The input ->

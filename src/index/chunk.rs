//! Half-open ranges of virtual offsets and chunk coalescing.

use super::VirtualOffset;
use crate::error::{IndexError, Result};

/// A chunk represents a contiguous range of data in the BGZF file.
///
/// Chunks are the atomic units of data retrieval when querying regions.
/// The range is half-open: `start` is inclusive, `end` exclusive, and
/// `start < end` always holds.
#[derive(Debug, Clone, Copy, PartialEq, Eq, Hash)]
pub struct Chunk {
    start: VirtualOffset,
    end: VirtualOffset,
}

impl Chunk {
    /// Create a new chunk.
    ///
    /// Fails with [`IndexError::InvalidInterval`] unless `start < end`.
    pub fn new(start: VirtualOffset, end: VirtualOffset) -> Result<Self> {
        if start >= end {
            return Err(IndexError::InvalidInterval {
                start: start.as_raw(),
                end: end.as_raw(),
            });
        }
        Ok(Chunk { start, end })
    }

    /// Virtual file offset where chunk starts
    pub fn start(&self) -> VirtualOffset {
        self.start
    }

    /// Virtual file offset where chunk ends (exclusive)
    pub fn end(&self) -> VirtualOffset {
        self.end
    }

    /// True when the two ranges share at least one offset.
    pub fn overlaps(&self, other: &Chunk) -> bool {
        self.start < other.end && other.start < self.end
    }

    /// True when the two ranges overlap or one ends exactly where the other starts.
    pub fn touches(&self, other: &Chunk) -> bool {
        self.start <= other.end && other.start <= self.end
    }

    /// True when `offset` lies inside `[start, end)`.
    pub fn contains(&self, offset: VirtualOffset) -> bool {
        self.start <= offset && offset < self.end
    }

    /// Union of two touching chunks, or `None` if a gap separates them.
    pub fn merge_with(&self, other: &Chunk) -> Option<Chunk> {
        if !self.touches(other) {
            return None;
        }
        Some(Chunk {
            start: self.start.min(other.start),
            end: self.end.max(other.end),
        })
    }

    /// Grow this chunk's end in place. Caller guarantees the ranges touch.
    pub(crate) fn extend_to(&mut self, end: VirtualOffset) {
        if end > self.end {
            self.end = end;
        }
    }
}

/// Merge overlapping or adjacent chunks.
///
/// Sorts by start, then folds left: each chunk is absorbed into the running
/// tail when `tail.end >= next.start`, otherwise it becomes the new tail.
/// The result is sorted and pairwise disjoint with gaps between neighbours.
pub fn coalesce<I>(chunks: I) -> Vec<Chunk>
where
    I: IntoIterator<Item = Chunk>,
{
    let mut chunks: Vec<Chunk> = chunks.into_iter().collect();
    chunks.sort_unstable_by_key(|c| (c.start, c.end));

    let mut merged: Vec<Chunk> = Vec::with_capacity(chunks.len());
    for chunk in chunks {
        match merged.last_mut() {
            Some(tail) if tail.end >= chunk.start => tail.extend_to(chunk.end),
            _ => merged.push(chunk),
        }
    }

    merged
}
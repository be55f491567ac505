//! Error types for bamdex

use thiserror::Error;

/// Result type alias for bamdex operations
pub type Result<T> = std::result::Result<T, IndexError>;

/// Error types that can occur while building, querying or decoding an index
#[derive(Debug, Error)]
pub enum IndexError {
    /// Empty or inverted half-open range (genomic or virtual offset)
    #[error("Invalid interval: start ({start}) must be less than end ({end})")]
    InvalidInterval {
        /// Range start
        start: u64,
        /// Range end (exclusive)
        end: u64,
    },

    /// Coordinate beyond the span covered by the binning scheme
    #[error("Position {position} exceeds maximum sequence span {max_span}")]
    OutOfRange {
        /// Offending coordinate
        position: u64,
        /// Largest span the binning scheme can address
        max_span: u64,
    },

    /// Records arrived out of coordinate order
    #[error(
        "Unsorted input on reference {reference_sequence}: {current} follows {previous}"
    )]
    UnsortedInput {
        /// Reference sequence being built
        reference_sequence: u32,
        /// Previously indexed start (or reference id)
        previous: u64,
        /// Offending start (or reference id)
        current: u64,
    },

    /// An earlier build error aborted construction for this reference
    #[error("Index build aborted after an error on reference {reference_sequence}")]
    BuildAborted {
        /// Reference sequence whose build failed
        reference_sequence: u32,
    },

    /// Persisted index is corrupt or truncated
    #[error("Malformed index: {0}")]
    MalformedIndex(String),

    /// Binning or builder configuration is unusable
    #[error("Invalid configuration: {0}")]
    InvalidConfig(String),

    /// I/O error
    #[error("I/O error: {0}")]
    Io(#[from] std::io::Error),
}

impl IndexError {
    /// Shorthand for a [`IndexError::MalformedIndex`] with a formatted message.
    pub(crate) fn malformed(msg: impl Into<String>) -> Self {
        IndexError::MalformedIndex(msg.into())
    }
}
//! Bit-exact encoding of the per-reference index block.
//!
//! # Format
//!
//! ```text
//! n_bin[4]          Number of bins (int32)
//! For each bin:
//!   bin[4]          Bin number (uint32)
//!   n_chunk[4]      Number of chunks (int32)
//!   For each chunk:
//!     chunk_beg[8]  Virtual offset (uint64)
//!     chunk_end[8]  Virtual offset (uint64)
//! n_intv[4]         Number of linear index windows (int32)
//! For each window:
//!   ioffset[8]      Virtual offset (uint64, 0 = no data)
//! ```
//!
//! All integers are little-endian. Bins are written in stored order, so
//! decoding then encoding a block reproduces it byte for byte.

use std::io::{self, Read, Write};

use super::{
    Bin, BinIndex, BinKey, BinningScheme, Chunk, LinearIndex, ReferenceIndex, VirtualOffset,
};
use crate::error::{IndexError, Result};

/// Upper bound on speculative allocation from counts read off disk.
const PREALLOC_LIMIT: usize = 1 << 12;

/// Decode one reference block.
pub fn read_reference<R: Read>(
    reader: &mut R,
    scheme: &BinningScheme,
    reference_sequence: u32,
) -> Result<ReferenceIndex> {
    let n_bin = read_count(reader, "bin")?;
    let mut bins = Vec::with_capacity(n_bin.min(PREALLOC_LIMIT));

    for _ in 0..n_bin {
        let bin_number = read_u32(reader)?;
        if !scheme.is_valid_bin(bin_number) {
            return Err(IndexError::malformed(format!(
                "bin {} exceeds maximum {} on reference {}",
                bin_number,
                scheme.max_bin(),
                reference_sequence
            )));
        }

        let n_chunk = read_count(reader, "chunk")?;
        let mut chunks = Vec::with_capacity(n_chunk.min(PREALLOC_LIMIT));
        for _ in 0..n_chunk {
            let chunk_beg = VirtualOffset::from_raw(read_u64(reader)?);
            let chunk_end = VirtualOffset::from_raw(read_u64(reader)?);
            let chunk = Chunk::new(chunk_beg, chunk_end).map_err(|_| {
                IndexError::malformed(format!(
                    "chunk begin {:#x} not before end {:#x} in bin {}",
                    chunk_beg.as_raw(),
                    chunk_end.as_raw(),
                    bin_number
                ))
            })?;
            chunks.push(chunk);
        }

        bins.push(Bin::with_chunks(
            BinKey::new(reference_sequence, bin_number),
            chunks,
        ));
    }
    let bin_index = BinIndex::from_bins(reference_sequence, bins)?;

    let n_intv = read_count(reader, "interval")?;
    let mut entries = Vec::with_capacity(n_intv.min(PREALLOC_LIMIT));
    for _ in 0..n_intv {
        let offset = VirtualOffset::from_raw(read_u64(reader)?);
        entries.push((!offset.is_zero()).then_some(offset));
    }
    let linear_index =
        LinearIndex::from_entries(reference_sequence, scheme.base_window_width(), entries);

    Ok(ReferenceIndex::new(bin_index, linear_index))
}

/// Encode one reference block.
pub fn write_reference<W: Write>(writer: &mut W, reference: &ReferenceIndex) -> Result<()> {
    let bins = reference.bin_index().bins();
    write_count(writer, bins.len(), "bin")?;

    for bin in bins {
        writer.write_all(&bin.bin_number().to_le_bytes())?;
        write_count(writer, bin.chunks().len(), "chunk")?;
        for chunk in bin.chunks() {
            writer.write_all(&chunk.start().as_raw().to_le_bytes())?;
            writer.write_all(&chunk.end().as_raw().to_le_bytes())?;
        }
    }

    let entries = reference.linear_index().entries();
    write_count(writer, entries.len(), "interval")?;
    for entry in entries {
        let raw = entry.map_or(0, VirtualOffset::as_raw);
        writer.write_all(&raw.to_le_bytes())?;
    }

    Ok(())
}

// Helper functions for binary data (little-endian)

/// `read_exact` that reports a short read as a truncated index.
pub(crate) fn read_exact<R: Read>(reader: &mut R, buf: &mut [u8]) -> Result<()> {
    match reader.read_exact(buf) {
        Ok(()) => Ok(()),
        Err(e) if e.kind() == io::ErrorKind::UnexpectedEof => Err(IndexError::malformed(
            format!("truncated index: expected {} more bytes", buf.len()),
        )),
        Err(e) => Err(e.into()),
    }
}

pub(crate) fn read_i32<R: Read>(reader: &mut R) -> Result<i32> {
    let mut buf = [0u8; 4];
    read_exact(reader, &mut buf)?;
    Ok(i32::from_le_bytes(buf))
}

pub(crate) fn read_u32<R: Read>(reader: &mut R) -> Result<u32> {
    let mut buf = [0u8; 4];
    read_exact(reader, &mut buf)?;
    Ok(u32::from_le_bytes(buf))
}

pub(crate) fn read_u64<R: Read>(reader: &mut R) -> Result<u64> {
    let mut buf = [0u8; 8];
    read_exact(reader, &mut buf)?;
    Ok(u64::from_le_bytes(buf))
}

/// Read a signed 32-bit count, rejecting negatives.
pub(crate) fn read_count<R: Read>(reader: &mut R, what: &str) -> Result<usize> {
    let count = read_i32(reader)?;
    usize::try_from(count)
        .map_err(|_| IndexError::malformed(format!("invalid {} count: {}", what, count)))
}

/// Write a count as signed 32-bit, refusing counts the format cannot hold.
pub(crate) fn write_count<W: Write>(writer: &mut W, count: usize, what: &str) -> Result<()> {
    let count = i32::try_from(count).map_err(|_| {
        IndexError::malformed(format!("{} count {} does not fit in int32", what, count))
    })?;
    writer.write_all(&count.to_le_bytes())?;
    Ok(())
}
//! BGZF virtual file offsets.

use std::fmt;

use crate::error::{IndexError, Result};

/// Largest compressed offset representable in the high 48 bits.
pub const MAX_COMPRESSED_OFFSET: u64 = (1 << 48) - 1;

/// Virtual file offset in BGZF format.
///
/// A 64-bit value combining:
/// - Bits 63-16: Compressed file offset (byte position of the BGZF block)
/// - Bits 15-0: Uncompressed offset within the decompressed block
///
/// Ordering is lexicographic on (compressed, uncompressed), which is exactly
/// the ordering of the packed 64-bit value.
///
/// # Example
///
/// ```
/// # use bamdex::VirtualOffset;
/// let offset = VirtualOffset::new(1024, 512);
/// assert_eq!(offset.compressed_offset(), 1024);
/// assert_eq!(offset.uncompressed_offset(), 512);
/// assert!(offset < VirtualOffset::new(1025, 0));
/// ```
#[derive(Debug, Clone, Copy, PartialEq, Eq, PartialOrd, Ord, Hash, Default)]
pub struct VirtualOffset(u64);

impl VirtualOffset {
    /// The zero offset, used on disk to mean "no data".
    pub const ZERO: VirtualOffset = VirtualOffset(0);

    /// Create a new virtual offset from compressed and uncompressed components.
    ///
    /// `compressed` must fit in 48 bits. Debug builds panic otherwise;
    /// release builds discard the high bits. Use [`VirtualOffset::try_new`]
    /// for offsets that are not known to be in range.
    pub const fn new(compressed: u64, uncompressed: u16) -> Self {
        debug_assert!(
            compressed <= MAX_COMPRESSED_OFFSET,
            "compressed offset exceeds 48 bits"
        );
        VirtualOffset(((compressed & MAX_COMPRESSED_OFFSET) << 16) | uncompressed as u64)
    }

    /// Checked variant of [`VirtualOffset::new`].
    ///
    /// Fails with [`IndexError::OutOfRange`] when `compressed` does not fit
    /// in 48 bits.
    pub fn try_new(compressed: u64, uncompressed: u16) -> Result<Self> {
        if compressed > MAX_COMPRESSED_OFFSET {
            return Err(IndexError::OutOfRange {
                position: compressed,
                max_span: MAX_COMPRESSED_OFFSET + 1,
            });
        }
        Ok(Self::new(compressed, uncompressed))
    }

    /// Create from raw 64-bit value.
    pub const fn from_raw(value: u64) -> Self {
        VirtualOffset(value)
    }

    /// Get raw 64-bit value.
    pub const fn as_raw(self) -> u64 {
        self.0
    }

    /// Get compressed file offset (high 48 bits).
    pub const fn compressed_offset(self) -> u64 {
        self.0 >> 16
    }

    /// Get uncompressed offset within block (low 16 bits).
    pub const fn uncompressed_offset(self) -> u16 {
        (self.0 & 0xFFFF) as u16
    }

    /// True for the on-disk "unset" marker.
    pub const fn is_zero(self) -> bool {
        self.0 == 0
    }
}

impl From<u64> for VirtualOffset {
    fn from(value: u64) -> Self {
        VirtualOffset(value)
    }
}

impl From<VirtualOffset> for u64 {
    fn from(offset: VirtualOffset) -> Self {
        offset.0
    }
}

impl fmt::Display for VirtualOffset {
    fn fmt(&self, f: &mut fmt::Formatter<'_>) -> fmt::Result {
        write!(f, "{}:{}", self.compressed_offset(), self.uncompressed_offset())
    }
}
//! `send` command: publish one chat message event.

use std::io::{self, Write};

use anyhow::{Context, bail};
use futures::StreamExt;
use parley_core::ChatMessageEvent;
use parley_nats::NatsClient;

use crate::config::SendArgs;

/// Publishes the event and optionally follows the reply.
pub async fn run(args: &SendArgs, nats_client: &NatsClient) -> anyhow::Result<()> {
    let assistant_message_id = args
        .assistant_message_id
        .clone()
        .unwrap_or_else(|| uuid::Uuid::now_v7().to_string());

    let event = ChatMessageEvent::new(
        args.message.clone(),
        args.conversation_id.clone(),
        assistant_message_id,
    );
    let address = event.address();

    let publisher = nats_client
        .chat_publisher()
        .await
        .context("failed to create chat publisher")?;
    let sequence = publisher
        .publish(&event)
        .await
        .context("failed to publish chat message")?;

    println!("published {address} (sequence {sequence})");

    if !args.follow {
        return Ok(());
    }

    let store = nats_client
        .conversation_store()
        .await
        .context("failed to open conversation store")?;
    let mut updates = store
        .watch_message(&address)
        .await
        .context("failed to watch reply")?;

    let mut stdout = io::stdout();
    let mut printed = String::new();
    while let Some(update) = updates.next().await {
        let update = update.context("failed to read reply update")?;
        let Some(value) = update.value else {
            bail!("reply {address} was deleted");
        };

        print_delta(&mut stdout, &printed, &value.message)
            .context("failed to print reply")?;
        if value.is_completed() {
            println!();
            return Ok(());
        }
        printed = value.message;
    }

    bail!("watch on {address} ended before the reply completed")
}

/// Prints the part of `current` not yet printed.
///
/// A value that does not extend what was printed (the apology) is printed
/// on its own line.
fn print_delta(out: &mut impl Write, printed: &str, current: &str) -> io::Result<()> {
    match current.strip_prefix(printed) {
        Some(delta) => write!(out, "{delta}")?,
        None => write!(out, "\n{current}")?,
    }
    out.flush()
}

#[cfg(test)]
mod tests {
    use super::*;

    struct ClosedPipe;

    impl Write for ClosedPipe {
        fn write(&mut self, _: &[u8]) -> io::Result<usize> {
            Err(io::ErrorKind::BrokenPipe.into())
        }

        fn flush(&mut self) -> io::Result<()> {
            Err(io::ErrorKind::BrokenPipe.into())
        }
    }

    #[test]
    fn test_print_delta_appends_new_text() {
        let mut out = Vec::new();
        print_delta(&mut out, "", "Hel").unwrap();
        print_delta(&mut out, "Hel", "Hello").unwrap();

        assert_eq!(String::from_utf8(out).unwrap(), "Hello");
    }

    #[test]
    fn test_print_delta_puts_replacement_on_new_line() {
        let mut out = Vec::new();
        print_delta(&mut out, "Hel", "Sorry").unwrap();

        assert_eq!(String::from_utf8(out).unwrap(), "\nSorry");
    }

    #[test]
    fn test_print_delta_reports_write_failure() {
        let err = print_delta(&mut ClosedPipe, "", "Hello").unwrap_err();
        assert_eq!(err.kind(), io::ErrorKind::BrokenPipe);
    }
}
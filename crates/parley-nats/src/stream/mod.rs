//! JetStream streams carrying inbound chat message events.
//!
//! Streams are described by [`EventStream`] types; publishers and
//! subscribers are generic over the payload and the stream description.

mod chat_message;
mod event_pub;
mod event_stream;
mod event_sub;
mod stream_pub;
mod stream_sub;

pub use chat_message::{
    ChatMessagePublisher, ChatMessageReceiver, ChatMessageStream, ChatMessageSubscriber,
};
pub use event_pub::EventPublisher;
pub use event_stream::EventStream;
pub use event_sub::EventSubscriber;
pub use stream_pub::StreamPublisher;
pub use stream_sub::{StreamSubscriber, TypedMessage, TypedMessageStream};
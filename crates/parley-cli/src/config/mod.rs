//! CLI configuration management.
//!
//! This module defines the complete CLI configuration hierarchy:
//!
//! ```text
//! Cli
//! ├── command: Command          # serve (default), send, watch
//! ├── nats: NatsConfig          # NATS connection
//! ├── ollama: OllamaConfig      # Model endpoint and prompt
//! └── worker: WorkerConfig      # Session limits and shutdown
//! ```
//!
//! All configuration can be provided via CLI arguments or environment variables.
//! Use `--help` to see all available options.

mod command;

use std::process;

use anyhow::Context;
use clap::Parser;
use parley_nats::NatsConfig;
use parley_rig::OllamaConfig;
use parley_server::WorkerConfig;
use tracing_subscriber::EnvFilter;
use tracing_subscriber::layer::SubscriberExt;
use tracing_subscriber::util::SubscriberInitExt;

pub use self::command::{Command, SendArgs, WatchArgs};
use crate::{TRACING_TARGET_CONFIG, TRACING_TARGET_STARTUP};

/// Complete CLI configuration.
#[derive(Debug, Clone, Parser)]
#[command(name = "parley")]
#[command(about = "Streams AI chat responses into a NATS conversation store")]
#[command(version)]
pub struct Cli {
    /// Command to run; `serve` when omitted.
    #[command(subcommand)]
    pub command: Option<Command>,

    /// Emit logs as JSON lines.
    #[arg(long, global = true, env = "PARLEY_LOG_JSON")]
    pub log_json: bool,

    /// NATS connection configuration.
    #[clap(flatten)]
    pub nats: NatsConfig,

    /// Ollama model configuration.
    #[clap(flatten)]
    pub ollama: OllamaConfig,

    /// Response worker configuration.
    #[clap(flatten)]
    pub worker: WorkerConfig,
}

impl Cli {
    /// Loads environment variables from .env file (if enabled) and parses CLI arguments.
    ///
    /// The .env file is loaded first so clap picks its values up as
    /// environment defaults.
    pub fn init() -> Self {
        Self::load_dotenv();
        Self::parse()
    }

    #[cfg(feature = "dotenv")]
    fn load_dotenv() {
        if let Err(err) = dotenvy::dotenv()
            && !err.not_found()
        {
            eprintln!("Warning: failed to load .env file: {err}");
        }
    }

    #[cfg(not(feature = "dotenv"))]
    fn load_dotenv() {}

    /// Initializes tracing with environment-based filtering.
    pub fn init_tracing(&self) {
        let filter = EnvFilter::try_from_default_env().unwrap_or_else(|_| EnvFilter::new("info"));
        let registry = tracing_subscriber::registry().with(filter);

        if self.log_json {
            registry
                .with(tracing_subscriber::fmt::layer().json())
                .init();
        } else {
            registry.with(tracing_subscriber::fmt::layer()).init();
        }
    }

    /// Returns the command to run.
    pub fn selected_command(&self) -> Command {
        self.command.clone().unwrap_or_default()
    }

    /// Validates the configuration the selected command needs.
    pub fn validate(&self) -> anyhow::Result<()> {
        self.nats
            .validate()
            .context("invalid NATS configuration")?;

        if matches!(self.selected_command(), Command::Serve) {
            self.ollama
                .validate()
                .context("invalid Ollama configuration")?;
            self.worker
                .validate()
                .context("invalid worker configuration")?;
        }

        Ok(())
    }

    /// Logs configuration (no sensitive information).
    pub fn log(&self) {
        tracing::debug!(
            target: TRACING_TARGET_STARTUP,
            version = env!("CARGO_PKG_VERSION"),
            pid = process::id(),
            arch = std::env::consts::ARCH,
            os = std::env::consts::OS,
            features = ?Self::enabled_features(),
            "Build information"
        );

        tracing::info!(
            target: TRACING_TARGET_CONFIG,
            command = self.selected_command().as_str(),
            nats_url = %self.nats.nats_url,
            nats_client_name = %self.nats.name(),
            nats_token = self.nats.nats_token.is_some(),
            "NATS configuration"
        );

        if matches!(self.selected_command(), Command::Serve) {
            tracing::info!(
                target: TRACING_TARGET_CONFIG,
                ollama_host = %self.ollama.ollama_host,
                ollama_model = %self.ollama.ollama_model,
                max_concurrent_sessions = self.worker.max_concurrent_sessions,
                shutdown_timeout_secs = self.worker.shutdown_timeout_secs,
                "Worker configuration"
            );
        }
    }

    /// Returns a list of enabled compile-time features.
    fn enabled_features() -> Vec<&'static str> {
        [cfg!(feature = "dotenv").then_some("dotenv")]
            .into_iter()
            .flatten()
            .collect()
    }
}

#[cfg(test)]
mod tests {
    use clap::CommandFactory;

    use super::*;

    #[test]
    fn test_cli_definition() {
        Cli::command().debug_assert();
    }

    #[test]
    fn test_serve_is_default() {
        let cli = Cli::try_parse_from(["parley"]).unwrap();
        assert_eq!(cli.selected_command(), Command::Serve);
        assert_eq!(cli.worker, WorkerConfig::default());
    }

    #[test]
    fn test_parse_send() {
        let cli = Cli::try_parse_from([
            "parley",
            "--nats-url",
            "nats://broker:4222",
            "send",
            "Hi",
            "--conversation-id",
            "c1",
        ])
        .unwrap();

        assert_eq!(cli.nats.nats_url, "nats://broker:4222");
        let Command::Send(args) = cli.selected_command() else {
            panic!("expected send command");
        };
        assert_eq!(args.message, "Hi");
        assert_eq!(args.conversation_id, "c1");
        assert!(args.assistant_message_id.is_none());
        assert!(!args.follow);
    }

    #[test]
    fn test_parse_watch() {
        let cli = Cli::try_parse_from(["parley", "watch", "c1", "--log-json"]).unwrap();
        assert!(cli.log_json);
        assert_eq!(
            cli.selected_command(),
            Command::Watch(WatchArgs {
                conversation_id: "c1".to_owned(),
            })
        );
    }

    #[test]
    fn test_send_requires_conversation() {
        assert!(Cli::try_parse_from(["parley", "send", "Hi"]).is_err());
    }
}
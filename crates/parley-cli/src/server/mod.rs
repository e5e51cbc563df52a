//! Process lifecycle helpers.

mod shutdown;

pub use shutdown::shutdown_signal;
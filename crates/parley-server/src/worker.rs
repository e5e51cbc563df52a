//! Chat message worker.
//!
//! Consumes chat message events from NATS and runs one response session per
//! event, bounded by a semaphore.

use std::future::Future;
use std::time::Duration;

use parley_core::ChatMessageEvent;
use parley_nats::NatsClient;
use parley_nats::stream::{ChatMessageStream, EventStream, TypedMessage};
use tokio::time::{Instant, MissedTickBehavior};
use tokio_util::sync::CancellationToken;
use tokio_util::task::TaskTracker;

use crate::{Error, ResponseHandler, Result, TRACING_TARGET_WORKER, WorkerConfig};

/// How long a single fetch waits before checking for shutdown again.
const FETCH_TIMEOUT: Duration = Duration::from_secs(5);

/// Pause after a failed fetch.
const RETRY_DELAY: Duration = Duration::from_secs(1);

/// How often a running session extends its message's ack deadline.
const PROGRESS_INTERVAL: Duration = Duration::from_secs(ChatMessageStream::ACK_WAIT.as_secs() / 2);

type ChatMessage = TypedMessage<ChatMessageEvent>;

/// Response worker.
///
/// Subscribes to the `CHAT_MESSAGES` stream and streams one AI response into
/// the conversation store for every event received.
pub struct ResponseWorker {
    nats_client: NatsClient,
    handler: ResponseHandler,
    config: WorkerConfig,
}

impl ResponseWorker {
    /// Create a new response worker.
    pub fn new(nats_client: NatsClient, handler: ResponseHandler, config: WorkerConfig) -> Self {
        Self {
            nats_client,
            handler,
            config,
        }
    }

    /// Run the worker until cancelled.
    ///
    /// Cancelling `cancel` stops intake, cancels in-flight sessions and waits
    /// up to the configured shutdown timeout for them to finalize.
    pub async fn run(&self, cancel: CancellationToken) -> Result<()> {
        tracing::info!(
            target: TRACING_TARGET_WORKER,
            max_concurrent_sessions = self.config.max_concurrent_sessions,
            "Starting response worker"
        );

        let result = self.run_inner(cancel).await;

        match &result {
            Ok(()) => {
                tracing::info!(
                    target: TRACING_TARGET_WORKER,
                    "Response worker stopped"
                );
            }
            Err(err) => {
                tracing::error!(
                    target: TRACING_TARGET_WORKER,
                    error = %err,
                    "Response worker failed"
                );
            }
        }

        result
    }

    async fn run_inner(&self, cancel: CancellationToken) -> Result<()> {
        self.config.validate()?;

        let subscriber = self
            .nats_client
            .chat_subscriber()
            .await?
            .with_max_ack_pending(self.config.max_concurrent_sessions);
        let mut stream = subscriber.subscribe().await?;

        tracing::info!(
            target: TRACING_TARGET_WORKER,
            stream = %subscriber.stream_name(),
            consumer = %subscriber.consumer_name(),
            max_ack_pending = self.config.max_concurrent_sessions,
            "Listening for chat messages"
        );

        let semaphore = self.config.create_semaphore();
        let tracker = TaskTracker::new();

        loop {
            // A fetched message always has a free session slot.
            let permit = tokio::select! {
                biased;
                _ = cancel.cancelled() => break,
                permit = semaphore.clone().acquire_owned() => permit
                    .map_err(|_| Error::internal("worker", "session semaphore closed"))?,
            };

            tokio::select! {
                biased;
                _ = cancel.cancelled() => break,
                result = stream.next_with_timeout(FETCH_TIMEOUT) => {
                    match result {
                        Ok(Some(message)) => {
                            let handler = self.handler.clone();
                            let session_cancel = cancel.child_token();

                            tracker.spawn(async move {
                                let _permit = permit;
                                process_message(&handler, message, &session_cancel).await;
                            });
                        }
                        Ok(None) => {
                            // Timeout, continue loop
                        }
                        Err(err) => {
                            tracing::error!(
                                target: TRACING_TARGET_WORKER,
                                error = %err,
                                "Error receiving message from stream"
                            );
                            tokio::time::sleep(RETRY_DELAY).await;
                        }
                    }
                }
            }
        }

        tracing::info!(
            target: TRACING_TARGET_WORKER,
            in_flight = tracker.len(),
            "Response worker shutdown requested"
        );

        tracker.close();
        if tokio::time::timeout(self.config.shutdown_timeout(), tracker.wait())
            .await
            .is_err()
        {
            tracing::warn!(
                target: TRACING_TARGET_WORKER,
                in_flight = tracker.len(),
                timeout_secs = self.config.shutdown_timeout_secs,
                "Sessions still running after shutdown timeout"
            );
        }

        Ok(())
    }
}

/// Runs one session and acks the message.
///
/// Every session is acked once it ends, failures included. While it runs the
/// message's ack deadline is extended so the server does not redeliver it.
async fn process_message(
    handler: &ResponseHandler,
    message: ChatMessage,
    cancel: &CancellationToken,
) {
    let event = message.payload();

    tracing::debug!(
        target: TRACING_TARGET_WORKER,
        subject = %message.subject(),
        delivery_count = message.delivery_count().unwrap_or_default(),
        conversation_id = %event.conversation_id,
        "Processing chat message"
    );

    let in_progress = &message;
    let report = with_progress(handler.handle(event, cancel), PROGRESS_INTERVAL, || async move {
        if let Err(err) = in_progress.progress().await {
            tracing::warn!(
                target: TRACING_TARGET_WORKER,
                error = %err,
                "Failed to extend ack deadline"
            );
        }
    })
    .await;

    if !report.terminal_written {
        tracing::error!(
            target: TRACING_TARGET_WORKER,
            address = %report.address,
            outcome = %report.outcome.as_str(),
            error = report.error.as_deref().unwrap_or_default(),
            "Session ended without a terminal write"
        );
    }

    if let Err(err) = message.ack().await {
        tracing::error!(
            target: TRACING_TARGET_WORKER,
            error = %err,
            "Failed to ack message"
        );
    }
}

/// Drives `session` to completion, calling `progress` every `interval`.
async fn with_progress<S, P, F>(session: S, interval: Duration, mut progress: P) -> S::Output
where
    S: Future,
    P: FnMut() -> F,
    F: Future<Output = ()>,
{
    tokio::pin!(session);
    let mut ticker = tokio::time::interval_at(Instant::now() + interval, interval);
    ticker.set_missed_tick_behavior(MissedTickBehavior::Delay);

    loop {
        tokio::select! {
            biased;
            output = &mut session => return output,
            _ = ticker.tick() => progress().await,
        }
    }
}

Activity ->
Say how many lines in the records hold the string "that". Give no other words.

Task response ->
4